Stored items from a collection
· · · · ·

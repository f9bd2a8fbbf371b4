// Copyright 2025 Schelling Point Labs Inc
// SPDX-License-Identifier: AGPL-3.0-only

//! User administration (admin only)

use crate::auth::{hash_password, AdminUser};
use crate::error::{ServerError, ServerResult};
use crate::handlers::audit;
use crate::middleware::ClientInfo;
use crate::services::{analytics, Audience};
use crate::state::AppState;
use axum::{
    extract::{Path, Query, State},
    http::StatusCode,
    Json,
};
use chrono::Utc;
use folio_api_contract::{
    ActivityEntry, BanUserRequest, CreateUserRequest, LoginHistoryEntry, NewNotification,
    NotificationKind, RangeQuery, ResetPasswordRequest, SuccessResponse, TimeRange,
    UpdateUserRequest, UpdateUserStatusRequest, User, UserAnalyticsResponse, UserFilter,
};
use folio_local_db::{ActivityStore, LoginHistoryStore, UserStore};
use serde_json::json;
use validator::Validate;

const LOGIN_HISTORY_LIMIT: u32 = 50;
const ACTIVITY_LIMIT: u32 = 20;

pub async fn list_users(
    State(state): State<AppState>,
    _admin: AdminUser,
    Query(filter): Query<UserFilter>,
) -> ServerResult<Json<Vec<User>>> {
    let users = state.db.with_conn(|conn| UserStore::new(conn).list(&filter))?;
    Ok(Json(users))
}

pub async fn get_user(
    State(state): State<AppState>,
    _admin: AdminUser,
    Path(id): Path<String>,
) -> ServerResult<Json<User>> {
    Ok(Json(state.db.with_conn(|conn| UserStore::new(conn).get(&id))?))
}

/// Create an account; a taken e-mail is a conflict
pub async fn create_user(
    State(state): State<AppState>,
    AdminUser(admin): AdminUser,
    client: ClientInfo,
    Json(request): Json<CreateUserRequest>,
) -> ServerResult<(StatusCode, Json<User>)> {
    request.validate()?;

    let hash = hash_password(&request.password)?;
    let user = state.db.with_conn(|conn| {
        UserStore::new(conn).create(&request.email, &request.name, &hash, request.role)
    })?;
    audit(
        &state,
        &admin,
        &client,
        "user_created",
        json!({ "userId": user.id, "email": user.email, "role": user.role }),
    )?;

    let notification = NewNotification::new(
        "New user registered",
        format!("{} ({}) joined as {}", user.name, user.email, user.role.as_str()),
    )
    .kind(NotificationKind::Info)
    .category("users")
    .link(format!("/admin/users/{}", user.id));
    if let Err(err) = state.notifications.notify_admins(Audience::NewUser, &notification).await {
        tracing::warn!(error = %err, "new user notification failed");
    }

    Ok((StatusCode::CREATED, Json(user)))
}

pub async fn update_user(
    State(state): State<AppState>,
    AdminUser(admin): AdminUser,
    client: ClientInfo,
    Path(id): Path<String>,
    Json(request): Json<UpdateUserRequest>,
) -> ServerResult<Json<User>> {
    request.validate()?;
    let user = state.db.with_conn(|conn| UserStore::new(conn).update(&id, &request))?;
    audit(&state, &admin, &client, "user_updated", json!({ "userId": id, "changes": request }))?;
    Ok(Json(user))
}

pub async fn delete_user(
    State(state): State<AppState>,
    AdminUser(admin): AdminUser,
    client: ClientInfo,
    Path(id): Path<String>,
) -> ServerResult<StatusCode> {
    if id == admin.id {
        return Err(ServerError::BadRequest("You cannot delete your own account".to_string()));
    }
    state.db.with_conn(|conn| UserStore::new(conn).delete(&id))?;
    audit(&state, &admin, &client, "user_deleted", json!({ "userId": id }))?;
    Ok(StatusCode::NO_CONTENT)
}

pub async fn ban_user(
    State(state): State<AppState>,
    AdminUser(admin): AdminUser,
    client: ClientInfo,
    Path(id): Path<String>,
    Json(request): Json<BanUserRequest>,
) -> ServerResult<Json<User>> {
    request.validate()?;
    if id == admin.id {
        return Err(ServerError::BadRequest("You cannot ban your own account".to_string()));
    }

    let until = request.duration.banned_until(Utc::now());
    let metadata = json!({
        "duration": request.duration,
        "reason": request.reason,
        "bannedBy": admin.id,
        "bannedUntil": until,
    });
    let user = state.db.transaction(|tx| {
        let user = UserStore::new(tx).ban(&id, until, &request.reason)?;
        ActivityStore::new(tx).record(
            &id,
            "user_banned",
            &format!("Banned until {}: {}", until.to_rfc3339(), request.reason),
            &metadata,
        )?;
        Ok(user)
    })?;
    audit(&state, &admin, &client, "user_banned", metadata)?;
    Ok(Json(user))
}

pub async fn unban_user(
    State(state): State<AppState>,
    AdminUser(admin): AdminUser,
    client: ClientInfo,
    Path(id): Path<String>,
) -> ServerResult<Json<User>> {
    let user = state.db.transaction(|tx| {
        let user = UserStore::new(tx).unban(&id)?;
        ActivityStore::new(tx).record(
            &id,
            "user_unbanned",
            "Ban lifted",
            &json!({ "unbannedBy": admin.id }),
        )?;
        Ok(user)
    })?;
    audit(&state, &admin, &client, "user_unbanned", json!({ "userId": id }))?;
    Ok(Json(user))
}

pub async fn update_status(
    State(state): State<AppState>,
    AdminUser(admin): AdminUser,
    client: ClientInfo,
    Path(id): Path<String>,
    Json(request): Json<UpdateUserStatusRequest>,
) -> ServerResult<Json<User>> {
    let user = state
        .db
        .with_conn(|conn| UserStore::new(conn).set_status(&id, request.status))?;
    audit(
        &state,
        &admin,
        &client,
        "user_status_changed",
        json!({ "userId": id, "status": request.status }),
    )?;
    Ok(Json(user))
}

pub async fn reset_password(
    State(state): State<AppState>,
    AdminUser(admin): AdminUser,
    client: ClientInfo,
    Path(id): Path<String>,
    Json(request): Json<ResetPasswordRequest>,
) -> ServerResult<Json<SuccessResponse>> {
    request.validate()?;
    let hash = hash_password(&request.password)?;
    state
        .db
        .with_conn(|conn| UserStore::new(conn).set_password(&id, &hash))?;
    audit(&state, &admin, &client, "password_reset", json!({ "userId": id }))?;
    Ok(Json(SuccessResponse::ok()))
}

pub async fn login_history(
    State(state): State<AppState>,
    _admin: AdminUser,
    Path(id): Path<String>,
) -> ServerResult<Json<Vec<LoginHistoryEntry>>> {
    let history = state.db.with_conn(|conn| {
        UserStore::new(conn).get(&id)?;
        LoginHistoryStore::new(conn).for_user(&id, LOGIN_HISTORY_LIMIT)
    })?;
    Ok(Json(history))
}

pub async fn activities(
    State(state): State<AppState>,
    _admin: AdminUser,
    Path(id): Path<String>,
) -> ServerResult<Json<Vec<ActivityEntry>>> {
    let entries = state.db.with_conn(|conn| {
        UserStore::new(conn).get(&id)?;
        ActivityStore::new(conn).for_user(&id, ACTIVITY_LIMIT)
    })?;
    Ok(Json(entries))
}

pub async fn user_analytics(
    State(state): State<AppState>,
    _admin: AdminUser,
    Query(query): Query<RangeQuery>,
) -> ServerResult<Json<UserAnalyticsResponse>> {
    let range: TimeRange = query.parse()?;
    let now = Utc::now();
    let response = state
        .db
        .with_conn(|conn| analytics::user_analytics(conn, range, now))?;
    Ok(Json(response))
}
// Copyright 2025 Schelling Point Labs Inc
// SPDX-License-Identifier: AGPL-3.0-only

//! Cross-entity search for the admin command palette

use crate::auth::AuthUser;
use crate::error::ServerResult;
use crate::state::AppState;
use axum::{
    extract::{Query, State},
    Json,
};
use folio_api_contract::{
    PortfolioItem, Post, SearchQuery, SearchResponse, SearchResult, SearchResultType, User,
};
use folio_local_db::{PortfolioStore, PostStore, UserStore};

const PER_KIND_LIMIT: u32 = 5;

fn post_result(post: Post) -> SearchResult {
    SearchResult {
        id: post.id,
        result_type: SearchResultType::Post,
        title: post.title,
        description: post.excerpt,
    }
}

fn user_result(user: User) -> SearchResult {
    SearchResult {
        description: Some(format!("{} • {}", user.role.as_str(), user.email)),
        id: user.id,
        result_type: SearchResultType::User,
        title: user.name,
    }
}

fn portfolio_result(item: PortfolioItem) -> SearchResult {
    SearchResult {
        id: item.id,
        result_type: SearchResultType::Portfolio,
        title: item.title,
        description: Some(item.description),
    }
}

pub async fn search(
    State(state): State<AppState>,
    _user: AuthUser,
    Query(query): Query<SearchQuery>,
) -> ServerResult<Json<SearchResponse>> {
    let term = query.q.as_deref().map(str::trim).unwrap_or_default();
    if term.is_empty() {
        return Ok(Json(SearchResponse::default()));
    }

    let results = state.db.with_conn(|conn| {
        let posts = PostStore::new(conn).search(term, PER_KIND_LIMIT)?;
        let users = UserStore::new(conn).search(term, PER_KIND_LIMIT)?;
        let items = PortfolioStore::new(conn).search(term, PER_KIND_LIMIT)?;
        Ok(posts
            .into_iter()
            .map(post_result)
            .chain(users.into_iter().map(user_result))
            .chain(items.into_iter().map(portfolio_result))
            .collect())
    })?;
    Ok(Json(SearchResponse { results }))
}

· · · · ·

> Activity
Considering the records above, how many lines hold "entries"? Please answer with only the number.

> Expected answer
2